All the phones you see below are fakes - mostly fake iPhones and Nokias, for sale in China. Chipchase writes that there are three basic types of fake phone:

1. Any old phone with a Nokia/Motorola/Apple logo or two printed on the side. In India these are referred to as ‘China Mobile' (no relation to this China Mobile) - phones that may or may not last out the month. These sometimes fool first time consumers in markets with low mobile phone penetration. Top photo on this page shows a fake 'Nokia'.
2. Where the industrial design is copied, the device includes Nokia/Motorola/Apple logo but the device itself tends to be poorly manufactured. Some of the designs are based on products already on the market, but all the industrial designer needs is a leaked photo or official press release from another country to be able to manufacture the hardware - sometimes offering it for sale in a local market before the official device is launched.
3. Recently the quality of fakes/copies have reached the point where many consumers will assume they are holding the real thing in their hands - phones that look, feel and behave like the real thing – right down to start up sequences, graphical assets, user interface modalities for the the top-level user interface elements - the so-called Super Fakes.

Chipchase explains that type #2 also includes fakes that are released before the official models they knock off.
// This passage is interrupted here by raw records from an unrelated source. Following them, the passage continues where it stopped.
//! Per-search state: the preallocated stack of per-ply nodes, node
//! counters and the stop machinery. Nothing here allocates during the
//! search itself.

use std::sync::atomic::{AtomicBool, Ordering};
use std::time::Instant;

use crate::board::Position;
use crate::moves::types::Move;
use crate::search::MAX_SEARCH_DEPTH;
use crate::search::limits::SearchLimits;
use crate::search::ordering::OrderingTables;
use crate::search::tt::TranspositionTable;

/// The best line found under a node: the move played at each ply onward.
#[derive(Debug, Clone, Copy)]
pub struct PvLine {
    pub moves: [Move; MAX_SEARCH_DEPTH],
    pub len: usize,
}

impl Default for PvLine {
    fn default() -> Self {
        PvLine {
            moves: [Move::INVALID; MAX_SEARCH_DEPTH],
            len: 0,
        }
    }
}

impl PvLine {
    pub fn clear(&mut self) {
        self.len = 0;
    }

    /// This node's line becomes `mv` followed by the child's line.
    pub fn load(&mut self, mv: Move, child: &PvLine) {
        self.moves[0] = mv;
        for i in 0..child.len {
            self.moves[i + 1] = child.moves[i];
        }
        self.len = child.len + 1;
    }

    pub fn best_move(&self) -> Move {
        if self.len == 0 { Move::INVALID } else { self.moves[0] }
    }
}

/// One stack slot per ply; the search indexes slot `ply + 1` for the child.
#[derive(Debug, Clone, Copy)]
pub struct NodeData {
    pub position: Position,
    pub in_check: bool,
    pub alpha: i32,
    pub beta: i32,
    pub depth: i32,
    pub ply: u16,
    pub pv: PvLine,
    /// Move that produced this node; `NULL` after a null move, `INVALID`
    /// at the root.
    pub previous_move: Move,
}

impl Default for NodeData {
    fn default() -> Self {
        NodeData {
            position: Position::default(),
            in_check: false,
            alpha: 0,
            beta: 0,
            depth: 0,
            ply: 0,
            pv: PvLine::default(),
            previous_move: Move::INVALID,
        }
    }
}

#[derive(Debug, Clone, Copy, Default)]
pub struct SearchStats {
    pub negamax_nodes: u64,
    pub quiescence_nodes: u64,
}

impl SearchStats {
    #[inline(always)]
    pub fn total_nodes(&self) -> u64 {
        self.negamax_nodes + self.quiescence_nodes
    }
}

/// Everything one search invocation touches. The transposition table and
/// ordering tables are borrowed from the engine-lifetime shared state; the
/// game history is read-only.
pub struct SearchContext<'a> {
    pub stack: Vec<NodeData>,
    pub stats: SearchStats,
    pub limits: SearchLimits,
    pub stop: &'a AtomicBool,
    /// Local latch so a tripped stop is not re-polled on every node.
    pub stopped: bool,
    pub tt: &'a mut TranspositionTable,
    pub ordering: &'a mut OrderingTables,
    pub game_history: &'a [u64],
}

impl<'a> SearchContext<'a> {
    pub fn new(
        limits: SearchLimits,
        stop: &'a AtomicBool,
        tt: &'a mut TranspositionTable,
        ordering: &'a mut OrderingTables,
        game_history: &'a [u64],
    ) -> SearchContext<'a> {
        SearchContext {
            stack: vec![NodeData::default(); MAX_SEARCH_DEPTH],
            stats: SearchStats::default(),
            limits,
            stop,
            stopped: false,
            tt,
            ordering,
            game_history,
        }
    }

    /// Node-entry abort check: the atomic stop flag on every call, the
    /// deadline once every 2048 visited nodes.
    pub fn should_abort(&mut self) -> bool {
        if self.stopped {
            return true;
        }
        if self.stop.load(Ordering::Relaxed) {
            self.stopped = true;
            return true;
        }
        if self.stats.total_nodes() & 2047 == 0 {
            if let Some(deadline) = self.limits.deadline {
                if Instant::now() >= deadline {
                    self.stop.store(true, Ordering::Relaxed);
                    self.stopped = true;
                    return true;
                }
            }
        }
        false
    }
}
He even rates the design of the popular superfake Nokia 5800:

Exceptional attention to detail: industrial design; line art; battery design and placement; right down to the detailing on the inside back cover; boot up sequence; top level information architecture; use of graphical assets and fully working Media Bar button. Room for improvement? Integration with online services; graphic designer needs to go on a typography course.

What does it mean that so many people are buying mobiles based on pirated designs? Companies will turn more and more to services (shopping, location awareness, e-mail, etc.) that can't be faked to up the value of their (real) products. Also, Chipchase suspects - as do I - that as companies like Apple move into China, they will push for applications that phone home to Apple servers and verify their authenticity with some kind of code or indentifier. The result? Real phones will track your every move. Fake phones will have less functionality, but will make you less trackable in the end.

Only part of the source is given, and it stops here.